Dataset entries
-*-*-
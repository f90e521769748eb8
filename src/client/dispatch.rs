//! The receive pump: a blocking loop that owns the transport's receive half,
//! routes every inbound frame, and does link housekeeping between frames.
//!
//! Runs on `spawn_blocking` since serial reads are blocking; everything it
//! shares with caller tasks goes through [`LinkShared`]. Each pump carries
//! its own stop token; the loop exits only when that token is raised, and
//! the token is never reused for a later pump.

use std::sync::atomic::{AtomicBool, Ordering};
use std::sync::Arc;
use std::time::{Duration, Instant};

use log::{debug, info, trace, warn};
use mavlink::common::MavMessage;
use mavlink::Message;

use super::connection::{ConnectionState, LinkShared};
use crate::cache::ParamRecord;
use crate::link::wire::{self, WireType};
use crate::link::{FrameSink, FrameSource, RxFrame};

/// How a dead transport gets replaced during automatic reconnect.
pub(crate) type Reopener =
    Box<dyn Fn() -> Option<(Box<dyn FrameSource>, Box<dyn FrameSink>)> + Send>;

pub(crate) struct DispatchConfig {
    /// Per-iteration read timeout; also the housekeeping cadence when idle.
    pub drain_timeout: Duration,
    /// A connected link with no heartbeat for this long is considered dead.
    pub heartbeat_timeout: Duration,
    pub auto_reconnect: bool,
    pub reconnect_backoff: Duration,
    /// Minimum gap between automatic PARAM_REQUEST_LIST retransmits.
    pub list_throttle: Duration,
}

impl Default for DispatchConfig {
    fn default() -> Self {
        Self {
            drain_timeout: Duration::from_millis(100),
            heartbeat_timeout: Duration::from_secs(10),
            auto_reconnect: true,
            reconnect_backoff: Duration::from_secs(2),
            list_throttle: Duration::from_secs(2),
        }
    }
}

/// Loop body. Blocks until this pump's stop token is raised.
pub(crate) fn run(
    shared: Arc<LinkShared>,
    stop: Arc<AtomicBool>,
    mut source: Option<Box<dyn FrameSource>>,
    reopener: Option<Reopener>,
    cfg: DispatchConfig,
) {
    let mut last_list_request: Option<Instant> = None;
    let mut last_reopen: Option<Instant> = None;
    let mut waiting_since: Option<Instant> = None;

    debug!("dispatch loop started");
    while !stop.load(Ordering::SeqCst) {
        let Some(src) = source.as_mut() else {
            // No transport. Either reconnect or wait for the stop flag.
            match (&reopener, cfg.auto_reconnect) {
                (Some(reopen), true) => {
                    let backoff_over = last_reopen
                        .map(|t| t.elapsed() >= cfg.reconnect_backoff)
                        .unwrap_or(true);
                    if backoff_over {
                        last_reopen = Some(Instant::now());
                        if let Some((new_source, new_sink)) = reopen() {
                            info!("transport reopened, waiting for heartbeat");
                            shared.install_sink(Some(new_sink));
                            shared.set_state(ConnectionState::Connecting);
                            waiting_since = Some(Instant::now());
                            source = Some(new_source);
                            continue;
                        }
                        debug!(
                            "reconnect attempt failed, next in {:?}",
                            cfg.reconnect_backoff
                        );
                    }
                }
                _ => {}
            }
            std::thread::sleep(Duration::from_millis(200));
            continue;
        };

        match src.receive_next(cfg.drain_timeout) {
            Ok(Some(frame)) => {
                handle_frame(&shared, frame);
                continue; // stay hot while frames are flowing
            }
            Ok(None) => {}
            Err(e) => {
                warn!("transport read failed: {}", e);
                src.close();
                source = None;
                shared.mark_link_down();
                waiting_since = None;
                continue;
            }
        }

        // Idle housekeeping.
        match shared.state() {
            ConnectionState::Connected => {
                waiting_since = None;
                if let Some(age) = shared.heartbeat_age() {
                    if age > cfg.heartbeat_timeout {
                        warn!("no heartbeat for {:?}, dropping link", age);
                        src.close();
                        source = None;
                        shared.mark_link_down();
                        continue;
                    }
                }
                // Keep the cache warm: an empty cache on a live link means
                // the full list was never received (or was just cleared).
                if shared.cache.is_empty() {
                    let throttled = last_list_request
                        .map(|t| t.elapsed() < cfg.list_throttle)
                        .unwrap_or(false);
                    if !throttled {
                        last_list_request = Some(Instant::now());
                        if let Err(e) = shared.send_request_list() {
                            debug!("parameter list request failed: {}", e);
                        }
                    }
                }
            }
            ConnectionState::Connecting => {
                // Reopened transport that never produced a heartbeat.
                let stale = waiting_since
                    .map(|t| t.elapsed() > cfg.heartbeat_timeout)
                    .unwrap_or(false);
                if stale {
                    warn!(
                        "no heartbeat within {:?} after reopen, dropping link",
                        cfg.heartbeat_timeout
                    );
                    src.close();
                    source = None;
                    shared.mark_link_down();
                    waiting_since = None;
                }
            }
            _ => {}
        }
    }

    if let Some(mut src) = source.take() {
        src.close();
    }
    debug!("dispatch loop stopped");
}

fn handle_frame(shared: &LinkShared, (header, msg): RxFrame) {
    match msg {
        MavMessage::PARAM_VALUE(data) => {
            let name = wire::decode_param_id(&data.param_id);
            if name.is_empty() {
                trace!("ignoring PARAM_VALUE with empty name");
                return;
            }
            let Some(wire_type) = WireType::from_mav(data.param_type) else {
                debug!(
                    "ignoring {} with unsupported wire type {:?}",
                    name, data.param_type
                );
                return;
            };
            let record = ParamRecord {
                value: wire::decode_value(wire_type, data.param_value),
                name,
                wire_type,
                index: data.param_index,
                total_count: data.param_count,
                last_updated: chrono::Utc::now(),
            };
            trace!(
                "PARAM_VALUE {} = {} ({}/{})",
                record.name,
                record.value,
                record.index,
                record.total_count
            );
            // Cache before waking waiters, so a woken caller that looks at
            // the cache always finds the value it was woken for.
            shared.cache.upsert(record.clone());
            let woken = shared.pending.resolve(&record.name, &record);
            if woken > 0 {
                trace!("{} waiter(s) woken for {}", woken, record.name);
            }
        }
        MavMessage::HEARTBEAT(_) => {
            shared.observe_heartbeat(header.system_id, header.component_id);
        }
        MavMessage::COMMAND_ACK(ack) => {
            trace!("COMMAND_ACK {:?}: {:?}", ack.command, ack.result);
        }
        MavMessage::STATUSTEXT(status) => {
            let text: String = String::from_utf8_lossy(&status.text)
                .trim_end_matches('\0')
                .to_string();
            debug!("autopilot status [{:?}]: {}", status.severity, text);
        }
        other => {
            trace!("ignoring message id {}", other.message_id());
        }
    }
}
-*-*-
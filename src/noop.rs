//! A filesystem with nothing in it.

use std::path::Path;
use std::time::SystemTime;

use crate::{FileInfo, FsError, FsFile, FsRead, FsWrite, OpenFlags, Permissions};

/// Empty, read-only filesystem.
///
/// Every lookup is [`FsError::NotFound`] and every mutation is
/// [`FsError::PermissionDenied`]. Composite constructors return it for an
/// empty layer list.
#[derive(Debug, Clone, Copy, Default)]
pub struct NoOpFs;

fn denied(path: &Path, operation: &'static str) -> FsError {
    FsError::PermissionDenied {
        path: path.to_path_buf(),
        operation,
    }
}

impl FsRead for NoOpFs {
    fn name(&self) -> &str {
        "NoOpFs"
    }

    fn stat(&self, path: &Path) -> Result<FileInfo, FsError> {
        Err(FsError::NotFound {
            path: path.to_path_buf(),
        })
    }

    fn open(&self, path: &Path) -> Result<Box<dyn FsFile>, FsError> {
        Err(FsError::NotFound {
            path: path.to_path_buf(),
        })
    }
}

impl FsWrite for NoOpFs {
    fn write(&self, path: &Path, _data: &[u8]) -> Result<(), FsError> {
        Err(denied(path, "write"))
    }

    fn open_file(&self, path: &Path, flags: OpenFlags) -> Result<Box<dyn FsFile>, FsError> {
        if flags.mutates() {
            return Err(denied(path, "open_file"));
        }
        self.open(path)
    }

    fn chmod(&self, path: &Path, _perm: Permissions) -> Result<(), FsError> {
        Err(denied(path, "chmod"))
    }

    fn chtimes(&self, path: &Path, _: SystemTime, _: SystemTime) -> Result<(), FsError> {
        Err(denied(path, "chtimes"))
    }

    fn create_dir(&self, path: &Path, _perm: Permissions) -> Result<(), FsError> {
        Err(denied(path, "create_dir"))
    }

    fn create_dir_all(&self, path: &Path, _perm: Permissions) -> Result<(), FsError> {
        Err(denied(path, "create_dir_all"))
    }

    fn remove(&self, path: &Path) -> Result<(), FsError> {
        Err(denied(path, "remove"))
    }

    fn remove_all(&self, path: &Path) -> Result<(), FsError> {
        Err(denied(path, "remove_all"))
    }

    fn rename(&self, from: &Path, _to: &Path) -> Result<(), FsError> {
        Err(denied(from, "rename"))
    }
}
-*-*-
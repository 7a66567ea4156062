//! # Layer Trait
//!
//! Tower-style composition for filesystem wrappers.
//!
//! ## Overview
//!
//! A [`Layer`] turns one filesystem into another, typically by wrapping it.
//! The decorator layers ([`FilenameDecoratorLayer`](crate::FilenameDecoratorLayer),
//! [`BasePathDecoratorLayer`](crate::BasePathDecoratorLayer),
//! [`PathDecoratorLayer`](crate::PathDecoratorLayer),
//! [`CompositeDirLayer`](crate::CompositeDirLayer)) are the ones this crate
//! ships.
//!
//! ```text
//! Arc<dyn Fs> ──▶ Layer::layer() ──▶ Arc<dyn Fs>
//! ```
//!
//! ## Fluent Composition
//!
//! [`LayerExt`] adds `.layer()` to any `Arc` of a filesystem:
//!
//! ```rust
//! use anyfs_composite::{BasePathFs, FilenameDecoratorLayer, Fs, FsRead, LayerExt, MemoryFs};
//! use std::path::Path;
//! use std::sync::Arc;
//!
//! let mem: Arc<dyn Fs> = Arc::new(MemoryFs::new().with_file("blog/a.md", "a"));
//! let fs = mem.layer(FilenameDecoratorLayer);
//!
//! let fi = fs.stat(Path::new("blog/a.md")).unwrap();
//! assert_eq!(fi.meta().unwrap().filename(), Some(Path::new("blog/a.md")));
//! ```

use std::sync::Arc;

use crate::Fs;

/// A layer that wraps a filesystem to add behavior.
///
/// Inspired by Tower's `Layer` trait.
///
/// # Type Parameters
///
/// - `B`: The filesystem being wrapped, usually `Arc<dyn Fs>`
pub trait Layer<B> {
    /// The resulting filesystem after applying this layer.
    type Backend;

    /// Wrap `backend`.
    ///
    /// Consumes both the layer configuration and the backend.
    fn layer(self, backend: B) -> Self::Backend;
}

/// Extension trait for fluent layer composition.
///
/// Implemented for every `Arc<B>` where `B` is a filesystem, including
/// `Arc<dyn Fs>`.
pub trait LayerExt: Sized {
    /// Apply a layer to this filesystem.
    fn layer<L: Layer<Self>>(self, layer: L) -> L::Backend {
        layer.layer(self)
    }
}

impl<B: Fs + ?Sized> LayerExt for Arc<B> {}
-*-*-
Write down how many lines of the data above carry the word "AtomicBool". Nothing else belongs in the answer.

2